研究目的 植物は異なる環境に適応して光合成を行うことができる。植物の生育環境の中で光環境の変化は大きく、夜は暗黒であるのはもちろんであるが、昼間でも光条件は大きく変動する。光合成器官は暗所ではその反応を停止することにより光合成産物の浪費を防ぎ、明所では最も効率よく光を利用できるようにその構造をダイナミックに改変している。さらに、過度な強光下では必要以上の光が吸収されるため光合成器官の損傷が生じるが、この光損傷を最小限にしさらに損傷を受けた光合成器官の修復が効率よく行う仕組みがある。このように光合成器官の光環境適応機構は複数の仕組みが有機的に関わっているが、本研究ではその仕組みの分子的基盤の解明を進める。
  
研究内容・成果 本研究では実験モデル生物として優れている単細胞緑藻クラミドモナス(Chlamydomonas reinhardtii)を用いて、光合成器官の光化学系の光捕集システムのダイナミックな適応機構の生化学的解析を行った。特に集光性クロロフィルタンパク質(LHCII)が2つの光化学系に光エネルギーを再分配する分子機構として知られるステート遷移(State transition)の基礎過程を解析した。まずクラミドモナス細胞を光化学系2および光化学系1の活性が高いステート1とステート2の状態にそれぞれ誘導する条件を検討した。このステート遷移は2つの光化学系の間に機能する電子伝達成分であるプラストキノンの酸化還元状態により制御されていることが既に報告されている。

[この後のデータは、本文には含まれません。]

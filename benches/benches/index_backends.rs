// Copyright 2025 the Vantage Authors
// SPDX-License-Identifier: Apache-2.0 OR MIT

use criterion::{BatchSize, Criterion, Throughput, black_box, criterion_group, criterion_main};
use vantage_index::{Aabb2D, FlatIndex, Index, Key};

fn gen_grid_rects(n: usize, cell: f64) -> Vec<Aabb2D<f64>> {
    let mut out = Vec::with_capacity(n * n);
    for y in 0..n {
        for x in 0..n {
            let x0 = x as f64 * cell;
            let y0 = y as f64 * cell;
            out.push(Aabb2D::<f64>::from_xywh(x0, y0, cell, cell));
        }
    }
    out
}

#[derive(Clone)]
struct Rng(u64);

impl Rng {
    fn new(seed: u64) -> Self {
        Self(seed)
    }
    fn next_u64(&mut self) -> u64 {
        let mut x = self.0;
        x ^= x << 13;
        x ^= x >> 7;
        x ^= x << 17;
        self.0 = x;
        x
    }
    fn next_f64(&mut self) -> f64 {
        let v = self.next_u64() >> 11;
        (v as f64) / ((1u64 << 53) as f64)
    }
}

fn gen_random_rects(count: usize, extent: f64, size: f64, seed: u64) -> Vec<Aabb2D<f64>> {
    let mut rng = Rng::new(seed);
    (0..count)
        .map(|_| {
            let x0 = rng.next_f64() * (extent - size);
            let y0 = rng.next_f64() * (extent - size);
            Aabb2D::<f64>::from_xywh(x0, y0, size, size)
        })
        .collect()
}

/// Viewport-sized query windows sliding across the content.
fn gen_pan_windows(steps: usize, extent: f64, window: f64) -> Vec<Aabb2D<f64>> {
    let stride = (extent - window) / steps as f64;
    (0..steps)
        .map(|i| {
            let p = i as f64 * stride;
            Aabb2D::<f64>::from_xywh(p, p * 0.5, window, window)
        })
        .collect()
}

fn insert_all(rects: &[Aabb2D<f64>], mut insert: impl FnMut(Aabb2D<f64>, u32) -> Key) -> Vec<Key> {
    rects
        .iter()
        .copied()
        .enumerate()
        .map(|(i, r)| insert(r, i as u32))
        .collect()
}

fn bench_build_query(c: &mut Criterion) {
    let mut group = c.benchmark_group("build_query");
    for &n in &[32usize, 64, 128] {
        let rects = gen_grid_rects(n, 10.0);
        let query = Aabb2D::<f64>::from_xywh(100.0, 100.0, 400.0, 400.0);
        group.throughput(Throughput::Elements((n * n) as u64));
        group.bench_function(format!("rtree_n{n}"), |b| {
            b.iter_batched(
                Index::<f64, u32>::new,
                |mut idx| {
                    for (i, r) in rects.iter().copied().enumerate() {
                        let _ = idx.insert(r, i as u32);
                    }
                    black_box(idx.query_rect(query).count());
                },
                BatchSize::SmallInput,
            )
        });
        group.bench_function(format!("flat_n{n}"), |b| {
            b.iter_batched(
                FlatIndex::<f64, u32>::new,
                |mut idx| {
                    for (i, r) in rects.iter().copied().enumerate() {
                        let _ = idx.insert(r, i as u32);
                    }
                    black_box(idx.query_rect(query).count());
                },
                BatchSize::SmallInput,
            )
        });
    }
    group.finish();
}

fn bench_update_heavy(c: &mut Criterion) {
    let mut group = c.benchmark_group("update_heavy");
    let rects = gen_random_rects(4096, 4000.0, 20.0, 0xCAFE_F00D_DEAD_BEEF);
    let moved = gen_random_rects(512, 4000.0, 20.0, 0x5EED_0F_F00D);
    group.throughput(Throughput::Elements(moved.len() as u64));

    group.bench_function("rtree_move_512", |b| {
        b.iter_batched(
            || {
                let mut idx = Index::<f64, u32>::new();
                let keys = insert_all(&rects, |r, i| idx.insert(r, i));
                (idx, keys)
            },
            |(mut idx, keys)| {
                for (k, r) in keys.iter().zip(&moved) {
                    black_box(idx.update(*k, *r));
                }
            },
            BatchSize::LargeInput,
        )
    });
    group.bench_function("flat_move_512", |b| {
        b.iter_batched(
            || {
                let mut idx = FlatIndex::<f64, u32>::new();
                let keys = insert_all(&rects, |r, i| idx.insert(r, i));
                (idx, keys)
            },
            |(mut idx, keys)| {
                for (k, r) in keys.iter().zip(&moved) {
                    black_box(idx.update(*k, *r));
                }
            },
            BatchSize::LargeInput,
        )
    });
    group.finish();
}

fn bench_query_heavy(c: &mut Criterion) {
    let mut group = c.benchmark_group("query_heavy");
    for &count in &[1_000usize, 10_000, 50_000] {
        let rects = gen_random_rects(count, 10_000.0, 16.0, 0xC1A5_7E55_9999_ABCD);
        let windows = gen_pan_windows(64, 10_000.0, 800.0);
        let mut rtree = Index::<f64, u32>::new();
        let mut flat = FlatIndex::<f64, u32>::new();
        for (i, r) in rects.iter().copied().enumerate() {
            let _ = rtree.insert(r, i as u32);
            let _ = flat.insert(r, i as u32);
        }
        group.throughput(Throughput::Elements(windows.len() as u64));
        group.bench_function(format!("rtree_pan_{count}"), |b| {
            b.iter(|| {
                let hits: usize = windows.iter().map(|w| rtree.query_rect(*w).count()).sum();
                black_box(hits)
            })
        });
        group.bench_function(format!("flat_pan_{count}"), |b| {
            b.iter(|| {
                let hits: usize = windows.iter().map(|w| flat.query_rect(*w).count()).sum();
                black_box(hits)
            })
        });
    }
    group.finish();
}

fn bench_fanout(c: &mut Criterion) {
    let mut group = c.benchmark_group("rtree_fanout");
    let rects = gen_random_rects(10_000, 10_000.0, 16.0, 0xFACE_FEED_CAFE_BABE);
    let query = Aabb2D::<f64>::from_xywh(4000.0, 4000.0, 800.0, 800.0);
    for &m in &[4usize, 9, 16, 32] {
        let mut idx = Index::<f64, u32>::with_max_children(m);
        for (i, r) in rects.iter().copied().enumerate() {
            let _ = idx.insert(r, i as u32);
        }
        group.bench_function(format!("query_m{m}"), |b| {
            b.iter(|| black_box(idx.query_rect(query).count()))
        });
    }
    group.finish();
}

criterion_group!(
    benches,
    bench_build_query,
    bench_update_heavy,
    bench_query_heavy,
    bench_fanout
);
criterion_main!(benches);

そこでプラストキノンをより完全に酸化型あるいは還元型に誘導する条件を検討し,これまでの報告より完全な状態のステート遷移を誘導できる条件を見出した。次に,それぞれのステート状態における細胞からチラコイド膜を単離し,LHCIIの分布を生化学的に解析した。ステート1のチラコイド膜を界面活性剤のドデシルマルトシドで可溶化しクロロフィルタンパク質をショ糖密度勾配超遠心法で分離すると,LHCII,光化学系2,および光化学系1複合体に相当する3種の緑のバンドが分かれた。しかし,ステート2のチラコイド膜からはこれら3種のクロロフィルタンパク質の他に,分子量の大きな光化学系1複合体が新たに分離された。各画分のタンパク質を分析すると,ステート1では光化学系2にCP26,CP29,LHCII-TypeIIの3種のLHCIIが結合していたが,ステート2ではそれらは光化学系1に結合し,新たな分子量の大きな光化学系1複合体が分離されることが分かった。これらに結果から,ステート遷移に伴い量的に少ないLHCIIが光化学系1と2の間をシャトルすることにより光エネルギーの再分配を制御していることが示された。本研究により光合成器官が異なる光環境に適応して効率よく光合成反応を進行する機構の分子基盤が明らかにされ,光合成生物が光エネルギーを有効に利用する分子機構の全貌を解明する突破口が開かれたと考えられる。
  
成果となる論文・学会発表等 Identification of the mobile light-harvesting complex II polypeptides for state transition in Chlamydomonas reinhardtii
Hiroko Takahashi, Masakazu Iwai, Yuichiro Takahashi and Jun Minagawa
Proc. Natl. Acad. Sci. USA 103 (2006) 477-482.